Hier prallen unterschiedliche Weltsichten, Konfessionen und Ideologien aufeinander, konservative und progressive Strömungen kollidieren, etablierte Strukturen und die Avantgarde konkurrieren. Aber die kulturelle Arena stellt auch einen Raum zur Verfügung, in dem die tatsächliche Vielfalt des kulturellen Erbes anschaulich und erlebbar werden kann, die städtischen Identitäten gleichberechtigt repräsentiert sein und Diskriminierung und Rassismus sukzessive an Boden verlieren könnten.


Wie soll mit (nicht nur) aus heutiger Perspektive problematisch gewordenem Straßennamen-Erbe umgegangen werden? Im historischen Kontext betrachten und verwerfen oder neu bewerten und kritisch bewahren, weil auch das Überkommene und die Ambivalenz historischer Biografien Teil einer städtischen Identität sind und in Erinnerung bleiben sollten?


Welche objektiven Gründe, wie z. B. Namensdoppelungen durch Eingemeindung, sind mit dem Akt der (Um-)Benennung von Straßen verbunden? Inwiefern spielen bei Ehrungen wirtschaftliche Interessen eine Rolle? 


Ist die Praxis der (Um-)Benennung von Straßen so gestaltet, dass das demokratische Potenzial der kulturellen Arena ausgeschöpft wird? Wäre eine simple Nummerierung von Straßen, eine etwaige Benennung ausschließlich nach heimischer Flora und Fauna oder nach geografischen Gegebenheiten eine Möglichkeit, jedwedes Konfliktpotenzial aus dem Benennungsprozedere zu verbannen? Im Übrigen: Sind durchnummerierte Straßen tatsächlich neutral?
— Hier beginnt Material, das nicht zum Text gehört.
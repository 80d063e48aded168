//! Business logic services.
//!
//! - [`UrlService`] - Shortening, redirect resolution, statistics and administration

pub mod url_service;

pub use url_service::{MAX_GENERATION_ATTEMPTS, ShortenOutcome, ShortenerSettings, UrlService};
1 Zu Umbenennungen in Potsdam nach dem Zweiten Weltkrieg siehe Klaus Arlt: Die Straßennamen der Stadt Potsdam. Geschichte und Bedeutung, Potsdam 2010, 11–12.

2 Vgl. Ingrid Kühn: Umkodierung von öffentlicher Erinnerungskultur am Beispiel von Straßennamen in den neuen Bundesländern, in: Jürgen Eichhoff, Wilfried Seibicke, Michael Wolffsohn (Hg.): Name und Gesellschaft. Soziale und historische Aspekte der Namengebung und Namenentwicklung, Mannheim 2001, 303–317.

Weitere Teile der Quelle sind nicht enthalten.